At a young age my family opened me to a wide variety of foods. Whether it was orange roughy or gar couvillion, we were exposed to exotic foods early on. Food was special for us. I remember when my father and I would make omelettes. It was the first time that my father and I truly bonded.
At the age of 23, I signed up for culinary school at Louisiana Culinary Institute in Baton Rouge, Louisiana. I was in between careers and was tired of bouncing from job to job. I always knew that I wanted to be a chef, but I just didn’t know how to turn that into a profitable career.
Being in culinary school was definitely challenging. One of the requirements, when I was in school, was that you needed 300 externship hours to graduate. With that, homework, and other bills, it made it hard to have a life.
However, culinary school was great overall. I met a lot of good people.
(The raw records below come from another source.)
#[tokio::main]
async fn main() -> CliResult<()> {
    let matches = App::new("atcbus")
        .version("0.1.0")
        .author("Tower Systems Engineering Team")
        .about("🛬 Runway arbitration tower console")
        .setting(AppSettings::VersionlessSubcommands)
        .arg(
            Arg::with_name("host")
                .short("H")
                .long("host")
                .value_name("HOST")
                .help("Tower host address")
                .takes_value(true)
                .default_value(DEFAULT_HOST)
                .global(true),
        )
        .arg(
            Arg::with_name("port")
                .short("p")
                .long("port")
                .value_name("PORT")
                .help("Tower packet data port")
                .takes_value(true)
                .default_value(DEFAULT_DATA_PORT)
                .global(true),
        )
        .arg(
            Arg::with_name("control-port")
                .short("c")
                .long("control-port")
                .value_name("PORT")
                .help("Tower JSON control port")
                .takes_value(true)
                .default_value(DEFAULT_CONTROL_PORT)
                .global(true),
        )
        .arg(
            Arg::with_name("format")
                .short("f")
                .long("format")
                .value_name("FORMAT")
                .help("Output format")
                .takes_value(true)
                .possible_values(&["json", "table", "compact"])
                .default_value("table")
                .global(true),
        )
        .arg(
            Arg::with_name("verbose")
                .short("v")
                .long("verbose")
                .help("Enable verbose output")
                .global(true),
        )
        .subcommand(
            SubCommand::with_name("id")
                .about("🆔 Ask the tower for a plane ID")
        )
        .subcommand(
            SubCommand::with_name("request")
                .about("✈️  Request a runway for takeoff or landing")
                .arg(plane_arg())
                .arg(
                    Arg::with_name("operation")
                        .help("Requested operation")
                        .required(true)
                        .possible_values(&["takeoff", "landing"]),
                )
        )
        .subcommand(
            SubCommand::with_name("declare")
                .about("🏁 Declare a runway clear")
                .arg(plane_arg())
                .arg(
                    Arg::with_name("runway")
                        .help("Runway being vacated")
                        .required(true)
                        .possible_values(&["0", "1"]),
                )
        )
        .subcommand(
            SubCommand::with_name("emergency")
                .about("🚨 Declare or resolve an emergency")
                .arg(plane_arg())
                .arg(
                    Arg::with_name("action")
                        .help("Emergency action")
                        .required(true)
                        .possible_values(&["declare", "resolve"]),
                )
        )
        .subcommand(
            SubCommand::with_name("send")
                .about("📦 Send a raw packet byte")
                .long_about("Sends one raw packet, given in decimal, 0x-prefixed hex, or 0b-prefixed binary")
                .arg(
                    Arg::with_name("byte")
                        .help("Packet byte")
                        .required(true)
                        .validator(|v| parse_byte(&v).map(|_| ())),
                )
        )
        .subcommand(
            SubCommand::with_name("interactive")
                .about("💬 Drive the tower line by line from stdin")
        )
        .subcommand(
            SubCommand::with_name("monitor")
                .about("📡 Print every tower reply as it is broadcast")
                .arg(
                    Arg::with_name("duration")
                        .short("d")
                        .long("duration")
                        .value_name("SECONDS")
                        .help("Monitor duration in seconds (default: infinite)")
                        .takes_value(true),
                )
        )
        .subcommand(
            SubCommand::with_name("status")
                .about("📊 Show the tower's current state")
        )
        .subcommand(
            SubCommand::with_name("override")
                .about("🎛️  Set tower control inputs")
                .subcommand(
                    SubCommand::with_name("runway")
                        .about("Set the runway override mask (0 disables alternating mode)")
                        .arg(
                            Arg::with_name("mask")
                                .help("Override mask, bit n closes runway n")
                                .required(true)
                                .possible_values(&["0", "1", "2", "3"]),
                        ),
                )
                .subcommand(
                    SubCommand::with_name("emergency")
                        .about("Allow any plane to resolve the active emergency")
                        .arg(
                            Arg::with_name("state")
                                .help("Override state")
                                .required(true)
                                .possible_values(&["on", "off", "enable", "disable"]),
                        ),
                )
        )
        .subcommand(
            SubCommand::with_name("reset")
                .about("♻️  Reset the tower to power-on state")
                .arg(
                    Arg::with_name("confirm")
                        .long("confirm")
                        .help("Confirm the reset")
                        .required(true),
                )
        )
        .subcommand(
            SubCommand::with_name("server")
                .about("🚀 Start the tower server")
                .arg(
                    Arg::with_name("background")
                        .short("b")
                        .long("background")
                        .help("Run server in background"),
                )
        )
        .get_matches();

    let target = Target {
        host: matches.value_of("host").unwrap_or(DEFAULT_HOST),
        data_port: matches.value_of("port").unwrap_or(DEFAULT_DATA_PORT).parse()?,
        control_port: matches
            .value_of("control-port")
            .unwrap_or(DEFAULT_CONTROL_PORT)
            .parse()?,
        format: matches.value_of("format").unwrap_or("table"),
        verbose: matches.is_present("verbose"),
    };

    if target.verbose {
        println!("{}", "🛬 atcbus - Runway Arbitration Tower".bright_blue().bold());
        println!(
            "{} {}:{} (control {})",
            "Connecting to".dimmed(),
            target.host,
            target.data_port,
            target.control_port
        );
    }

    match matches.subcommand() {
        ("id", _) => handle_packet(&target, Packet::id_please()).await?,
        ("request", Some(sub)) => {
            let plane = plane_value(sub)?;
            let operation = match sub.value_of("operation") {
                Some("landing") => Operation::Landing,
                _ => Operation::Takeoff,
            };
            handle_packet(&target, Packet::request(plane, operation)).await?;
        }
        ("declare", Some(sub)) => {
            let plane = plane_value(sub)?;
            let runway = Runway::from_bit(sub.value_of("runway") == Some("1"));
            handle_packet(&target, Packet::declare(plane, runway)).await?;
        }
        ("emergency", Some(sub)) => {
            let plane = plane_value(sub)?;
            let packet = match sub.value_of("action") {
                Some("resolve") => Packet::resolve_emergency(plane),
                _ => Packet::declare_emergency(plane),
            };
            handle_packet(&target, packet).await?;
        }
        ("send", Some(sub)) => {
            let byte = parse_byte(sub.value_of("byte").unwrap_or_default())?;
            handle_packet(&target, Packet::decode(byte)).await?;
        }
        ("interactive", _) => handle_interactive(&target).await?,
        ("monitor", Some(sub)) => handle_monitor(&target, sub).await?,
        ("status", _) => handle_status(&target).await?,
        ("override", Some(sub)) => handle_override(&target, sub).await?,
        ("reset", Some(sub)) => {
            if sub.is_present("confirm") {
                let response = send_control(&target, ControlCommandType::Reset).await?;
                print_control_result("Tower reset", &response, target.format);
            } else {
                println!("{}", "Reset requires --confirm flag".yellow());
            }
        }
        ("server", Some(sub)) => handle_server(sub, target.data_port, target.control_port)?,
        _ => {
            println!("{}", "No command specified. Use --help for usage information.".yellow());
            println!("{}", "Quick start:".bright_green());
            println!("  {} Start the tower", "atcbus server".bright_cyan());
            println!("  {} Get a plane ID", "atcbus id".bright_cyan());
            println!("  {} Request takeoff", "atcbus request 0 takeoff".bright_cyan());
            println!("  {} Watch the tower", "atcbus monitor".bright_cyan());
        }
    }

    Ok(())
}

async fn handle_packet(target: &Target<'_>, packet: Packet) -> CliResult<()> {
    let mut stream = connect(target.host, target.data_port).await?;

    if target.verbose {
        println!("{} {:#010b}", "Sending".dimmed(), packet.encode());
    }
    stream.write_all(&[packet.encode()]).await?;
    let replies = collect_replies(&mut stream).await?;

    match target.format {
        "json" => {
            let json = serde_json::json!({
                "request": packet.encode(),
                "replies": replies,
            });
            println!("{json}");
        }
        "compact" => {
            let rendered: Vec<String> = replies.iter().map(|byte| format!("{byte:#04x}")).collect();
            println!("{:#04x} -> [{}]", packet.encode(), rendered.join(", "));
        }
        _ => {
            print_line(&describe_request(packet));
            if replies.is_empty() {
                println!("{}", "(no reply)".dimmed());
            }
            for &byte in &replies {
                print_line(&describe_reply(Packet::decode(byte)));
            }
        }
    }

    Ok(())
}

async fn handle_interactive(target: &Target<'_>) -> CliResult<()> {
    let stream = connect(target.host, target.data_port).await?;
    let (mut reader, mut writer) = stream.into_split();

    println!("{}", "💬 Interactive tower session".bright_blue().bold());
    println!(
        "{}",
        "Commands: id | request <plane> takeoff|landing | declare <plane> 0|1 | emergency <plane> declare|resolve | send <byte> | quit"
            .dimmed()
    );

    let reply_task = tokio::spawn(async move {
        let mut buffer = [0u8; 64];
        loop {
            match reader.read(&mut buffer).await {
                Ok(0) | Err(_) => break,
                Ok(n) => {
                    for &byte in &buffer[..n] {
                        print_line(&describe_reply(Packet::decode(byte)));
                    }
                }
            }
        }
    });

    let mut lines = BufReader::new(tokio::io::stdin()).lines();
    while let Some(line) = lines.next_line().await? {
        let words: Vec<&str> = line.split_whitespace().collect();
        if words.is_empty() {
            continue;
        }
        if matches!(words[0], "quit" | "exit") {
            break;
        }

        match parse_packet_words(&words) {
            Ok(packet) => {
                print_line(&describe_request(packet));
                writer.write_all(&[packet.encode()]).await?;
            }
            Err(e) => println!("{} {}", "❌".red(), e.bright_red()),
        }
    }

    reply_task.abort();
    Ok(())
}

async fn handle_monitor(target: &Target<'_>, matches: &ArgMatches<'_>) -> CliResult<()> {
    let duration = matches
        .value_of("duration")
        .map(str::parse::<u64>)
        .transpose()?
        .map(Duration::from_secs);

    let mut stream = connect(target.host, target.data_port).await?;
    println!("{}", "📡 Monitoring tower replies (Press Ctrl+C to stop)...".bright_blue().bold());

    let watch = async {
        let mut buffer = [0u8; 64];
        loop {
            let n = stream.read(&mut buffer).await?;
            if n == 0 {
                println!("{}", "Tower closed the connection".yellow());
                return Ok::<(), std::io::Error>(());
            }
            for &byte in &buffer[..n] {
                match target.format {
                    "json" => println!("{}", serde_json::json!({ "reply": byte })),
                    "compact" => println!("{byte:#04x}"),
                    _ => print_line(&describe_reply(Packet::decode(byte))),
                }
            }
        }
    };

    match duration {
        Some(limit) => match tokio::time::timeout(limit, watch).await {
            Ok(result) => result?,
            Err(_) => println!("{}", "Monitor duration elapsed".dimmed()),
        },
        None => watch.await?,
    }

    Ok(())
}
At the end of my first semester, I went to a school sponsored event called Gourmet in the Garden. I was paired with Bistro Byronz under Jon Lundin. I helped make their iconic dish, cornmeal waffles with frog legs and pepper jelly. I was in charge of frying up the frog legs. What I didn’t know was that I was doing my first stage, an unpaid internship test, and had aced it! That was how I earned my first line cook position.
The pay off
The service industry is definitely something that you have to be patient for the pay off. Trying to pay bills on 10 dollars an hour isn’t fun. For me, I believe being selected for an executive chef position at the age of 26 was my greatest achievement and a great pay off. It was confirmation that I was on the right path.
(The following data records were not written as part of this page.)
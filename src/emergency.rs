use crate::protocol::PlaneId;
use heapless::Vec;
use serde::{Deserialize, Serialize};

const MAX_EMERGENCY_EVENTS: usize = 32;

#[derive(Debug, Clone, Copy, PartialEq, Eq, Default, Serialize, Deserialize)]
pub enum EmergencyState {
    #[default]
    Inactive,
    Active { by: PlaneId },
}

#[derive(Debug, Clone, Copy, PartialEq, Eq, Serialize, Deserialize)]
pub enum EmergencyEvent {
    Declared,
    /// Declare attempted while another emergency was active.
    DeclareRejected,
    Resolved,
    /// Resolved by the emergency override on behalf of the holder.
    ResolvedByOverride,
    /// Resolve attempted by a plane that does not hold the emergency.
    ResolveDenied,
    /// Holder's ID was released without a resolve.
    Forfeited,
}

#[derive(Debug, Clone, Serialize, Deserialize)]
pub struct EmergencyEventRecord {
    pub sequence: u32,
    pub event: EmergencyEvent,
    pub requester: PlaneId,
    pub holder: Option<PlaneId>,
}

/// Owns the single active-emergency flag and its history.
#[derive(Debug, Default)]
pub struct EmergencyController {
    state: EmergencyState,
    event_history: Vec<EmergencyEventRecord, MAX_EMERGENCY_EVENTS>,
    next_sequence: u32,
}

impl EmergencyController {
    pub fn new() -> Self {
        Self::default()
    }

    /// Makes `id` the emergency holder. Fails while any emergency is active,
    /// leaving the current holder in place.
    pub fn declare(&mut self, id: PlaneId) -> bool {
        match self.state {
            EmergencyState::Inactive => {
                self.state = EmergencyState::Active { by: id };
                self.record_event(EmergencyEvent::Declared, id, Some(id));
                true
            }
            EmergencyState::Active { by } => {
                self.record_event(EmergencyEvent::DeclareRejected, id, Some(by));
                false
            }
        }
    }

    /// Clears the active emergency when `id` is the holder or `override_active`
    /// is set. Returns the holder whose ID must now be released.
    pub fn resolve(&mut self, id: PlaneId, override_active: bool) -> Option<PlaneId> {
        let EmergencyState::Active { by } = self.state else {
            return None;
        };

        if by == id {
            self.state = EmergencyState::Inactive;
            self.record_event(EmergencyEvent::Resolved, id, Some(by));
            Some(by)
        } else if override_active {
            self.state = EmergencyState::Inactive;
            self.record_event(EmergencyEvent::ResolvedByOverride, id, Some(by));
            Some(by)
        } else {
            self.record_event(EmergencyEvent::ResolveDenied, id, Some(by));
            None
        }
    }

    pub fn is_active(&self) -> bool {
        matches!(self.state, EmergencyState::Active { .. })
    }

    pub fn holder(&self) -> Option<PlaneId> {
        match self.state {
            EmergencyState::Inactive => None,
            EmergencyState::Active { by } => Some(by),
        }
    }

    pub fn state(&self) -> EmergencyState {
        self.state
    }

    pub fn event_history(&self) -> &[EmergencyEventRecord] {
        &self.event_history
    }

    /// Ends the emergency if `id` holds it. Called whenever the holder's ID
    /// goes back to the pool outside a resolve.
    pub fn forfeit(&mut self, id: PlaneId) -> bool {
        match self.state {
            EmergencyState::Active { by } if by == id => {
                self.state = EmergencyState::Inactive;
                self.record_event(EmergencyEvent::Forfeited, id, Some(by));
                true
            }
            _ => false,
        }
    }

    fn record_event(&mut self, event: EmergencyEvent, requester: PlaneId, holder: Option<PlaneId>) {
        let record = EmergencyEventRecord {
            sequence: self.next_sequence,
            event,
            requester,
            holder,
        };
        self.next_sequence = self.next_sequence.wrapping_add(1);

        // Circular history
        if self.event_history.is_full() {
            self.event_history.remove(0);
        }

        let _ = self.event_history.push(record);
    }
}

#[cfg(test)]
mod tests {
    use super::*;

    fn plane(raw: u8) -> PlaneId {
        PlaneId::new(raw).unwrap()
    }

    #[test]
    fn test_declare_then_resolve_by_holder() {
        let mut emergency = EmergencyController::new();

        assert!(emergency.declare(plane(0)));
        assert!(emergency.is_active());
        assert_eq!(emergency.holder(), Some(plane(0)));

        assert_eq!(emergency.resolve(plane(0), false), Some(plane(0)));
        assert!(!emergency.is_active());
    }

    #[test]
    fn test_second_declare_keeps_first_holder() {
        let mut emergency = EmergencyController::new();
        emergency.declare(plane(6));

        assert!(!emergency.declare(plane(7)));
        assert_eq!(emergency.state(), EmergencyState::Active { by: plane(6) });

        let last = emergency.event_history().last().unwrap();
        assert_eq!(last.event, EmergencyEvent::DeclareRejected);
        assert_eq!(last.requester, plane(7));
    }

    #[test]
    fn test_wrong_plane_cannot_resolve_without_override() {
        let mut emergency = EmergencyController::new();
        emergency.declare(plane(6));

        assert_eq!(emergency.resolve(plane(7), false), None);
        assert_eq!(emergency.holder(), Some(plane(6)));

        assert_eq!(emergency.resolve(plane(7), true), Some(plane(6)));
        assert!(!emergency.is_active());
        assert_eq!(
            emergency.event_history().last().map(|r| r.event),
            Some(EmergencyEvent::ResolvedByOverride)
        );
    }

    #[test]
    fn test_forfeit_only_applies_to_holder() {
        let mut emergency = EmergencyController::new();
        assert!(!emergency.forfeit(plane(3)));

        emergency.declare(plane(3));
        assert!(!emergency.forfeit(plane(4)));
        assert_eq!(emergency.holder(), Some(plane(3)));

        assert!(emergency.forfeit(plane(3)));
        assert!(!emergency.is_active());

        let last = emergency.event_history().last().unwrap();
        assert_eq!(last.event, EmergencyEvent::Forfeited);
        assert_eq!(last.holder, Some(plane(3)));

        // A fresh declare works once the holder is gone
        assert!(emergency.declare(plane(4)));
    }

    #[test]
    fn test_resolve_without_emergency_is_noop() {
        let mut emergency = EmergencyController::new();

        assert_eq!(emergency.resolve(plane(1), true), None);
        assert!(emergency.event_history().is_empty());
    }

    #[test]
    fn test_history_is_bounded() {
        let mut emergency = EmergencyController::new();
        emergency.declare(plane(0));
        for _ in 0..(MAX_EMERGENCY_EVENTS * 2) {
            emergency.declare(plane(1));
        }

        assert_eq!(emergency.event_history().len(), MAX_EMERGENCY_EVENTS);
        assert_eq!(
            emergency.event_history().last().map(|r| r.sequence),
            Some((MAX_EMERGENCY_EVENTS * 2) as u32)
        );
    }
}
Another accomplishment was when I was a lead cook at 18Steak at L’Auberge Casino in Baton Rouge, LA, and there was a wine dinner that I invited my parents to. They had never eaten at any of the restaurants I had worked at before so this was a big deal for me. I had a hand in planning and producing the menu. I even made an amuse-bouche to make their experience even more special. When I went outside to ask how their meal was, my father stood up and gave me a hug. He then told me that he was so proud of me. It was all I needed to hear.
What Derek is cooking up now
Currently I am in the menu testing process with a fusion concept known as Meraki.
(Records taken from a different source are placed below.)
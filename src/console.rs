//! Human-readable rendering of packets for operator consoles.
//!
//! Purely observational: nothing here feeds back into the tower.

use crate::protocol::{Packet, PlaneId, RequestType};
use crate::runway::{Operation, Runway};

#[derive(Debug, Clone, Copy, PartialEq, Eq)]
pub enum Speaker {
    Tower,
    NewPlane,
    Plane(PlaneId),
}

impl core::fmt::Display for Speaker {
    fn fmt(&self, f: &mut core::fmt::Formatter<'_>) -> core::fmt::Result {
        match self {
            Speaker::Tower => write!(f, "Tower"),
            Speaker::NewPlane => write!(f, "New Plane"),
            Speaker::Plane(id) => write!(f, "Plane {id}"),
        }
    }
}

#[derive(Debug, Clone, Copy, PartialEq, Eq)]
pub enum Tone {
    Normal,
    Granted,
    Waiting,
    Refused,
}

#[derive(Debug, Clone, PartialEq, Eq)]
pub struct ConsoleLine {
    pub speaker: Speaker,
    pub message: alloc::string::String,
    pub tone: Tone,
}

impl core::fmt::Display for ConsoleLine {
    fn fmt(&self, f: &mut core::fmt::Formatter<'_>) -> core::fmt::Result {
        write!(f, "{:<12} : {}", self.speaker.to_string(), self.message)
    }
}

/// Renders a packet travelling from a plane to the tower.
pub fn describe_request(packet: Packet) -> ConsoleLine {
    let plane = Speaker::Plane(packet.plane);

    let (speaker, message) = match packet.kind {
        RequestType::IdPlease => (Speaker::NewPlane, "Requesting ID for entry".into()),
        RequestType::Request => (plane, alloc::format!("Requesting {}", Operation::from_bit(packet.action))),
        RequestType::Declare => (
            plane,
            alloc::format!("Declaring takeoff/landing runway {}", Runway::from_bit(packet.action)),
        ),
        RequestType::Emergency if packet.action => (plane, "Declaring emergency".into()),
        RequestType::Emergency => (plane, "Resolving emergency".into()),
        _ => (plane, "Making invalid request".into()),
    };

    ConsoleLine {
        speaker,
        message,
        tone: Tone::Normal,
    }
}

/// Renders a packet travelling from the tower to a plane.
pub fn describe_reply(packet: Packet) -> ConsoleLine {
    let id = packet.plane;

    let (message, tone) = match packet.kind {
        RequestType::Clear => (
            alloc::format!("Plane {id} cleared runway {}", Runway::from_bit(packet.action)),
            Tone::Granted,
        ),
        RequestType::Hold => (alloc::format!("Plane {id} hold"), Tone::Waiting),
        RequestType::IdPlease if packet.action => ("My airspace is full".into(), Tone::Refused),
        RequestType::IdPlease => (alloc::format!("ID {} is available", id.get()), Tone::Granted),
        RequestType::Divert => (
            alloc::format!("Plane {id} divert due to congestion or emergency"),
            Tone::Refused,
        ),
        RequestType::SayAgain => (alloc::format!("Plane {id} say again"), Tone::Refused),
        RequestType::Request | RequestType::Declare | RequestType::Emergency => (
            alloc::format!("Unexpected {:?} frame for plane {id}", packet.kind),
            Tone::Normal,
        ),
    };

    ConsoleLine {
        speaker: Speaker::Tower,
        message,
        tone,
    }
}

#[cfg(test)]
mod tests {
    use super::*;

    #[test]
    fn test_request_lines() {
        let plane = PlaneId::new(3).unwrap();

        assert_eq!(describe_request(Packet::id_please()).speaker, Speaker::NewPlane);
        assert_eq!(
            describe_request(Packet::request(plane, Operation::Landing)).message,
            "Requesting landing"
        );
        assert_eq!(
            describe_request(Packet::declare(plane, Runway::One)).to_string(),
            "Plane 03     : Declaring takeoff/landing runway 1"
        );
        assert_eq!(describe_request(Packet::hold(plane)).message, "Making invalid request");
    }

    #[test]
    fn test_reply_lines() {
        let plane = PlaneId::new(12).unwrap();

        let clear = describe_reply(Packet::clear(plane, Runway::Zero));
        assert_eq!(clear.message, "Plane 12 cleared runway 0");
        assert_eq!(clear.tone, Tone::Granted);

        assert_eq!(describe_reply(Packet::airspace_full()).message, "My airspace is full");
        assert_eq!(describe_reply(Packet::id_available(plane)).message, "ID 12 is available");
        assert_eq!(describe_reply(Packet::divert(plane)).tone, Tone::Refused);
    }
}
Meraki is a Greek word meaning from the soul or done with creativity. My wife, Nia, and I love studying world cultures. We also believe that food is the link between all cultures. Meraki celebrates this fact.
I love fusion cuisine. Taking two concepts that are completely different and meshing them together. No greater feeling for me.
I also at the moment motivate and mentor others to realize their own potential. I have been described as a big brother or even a father figure to some. I try to give talks at high schools and my alma mater when my schedule allows me. In my talks, I often tell students to stay humble and patient. This career is a long term investment and the payout is worth it.
What the future holds for Derek
I want to continue to develop my leadership skills so that I can run a chain of food trucks. From a business point of view, it is like owning a restaurant with half of the financial responsibility. The flow of business is entirely in my court, and I love that. I want to keep the fusion concept alive so two items that would most likely be on the menu would be Aleppo pepper fried rice with palm oil and doro wat tacos with teff tortillas
The advice I would give someone looking to be in the food industry is to be a sponge and learn from reliable people around you. Definitely be strong and most of all be patient. Dreams take time to be realized.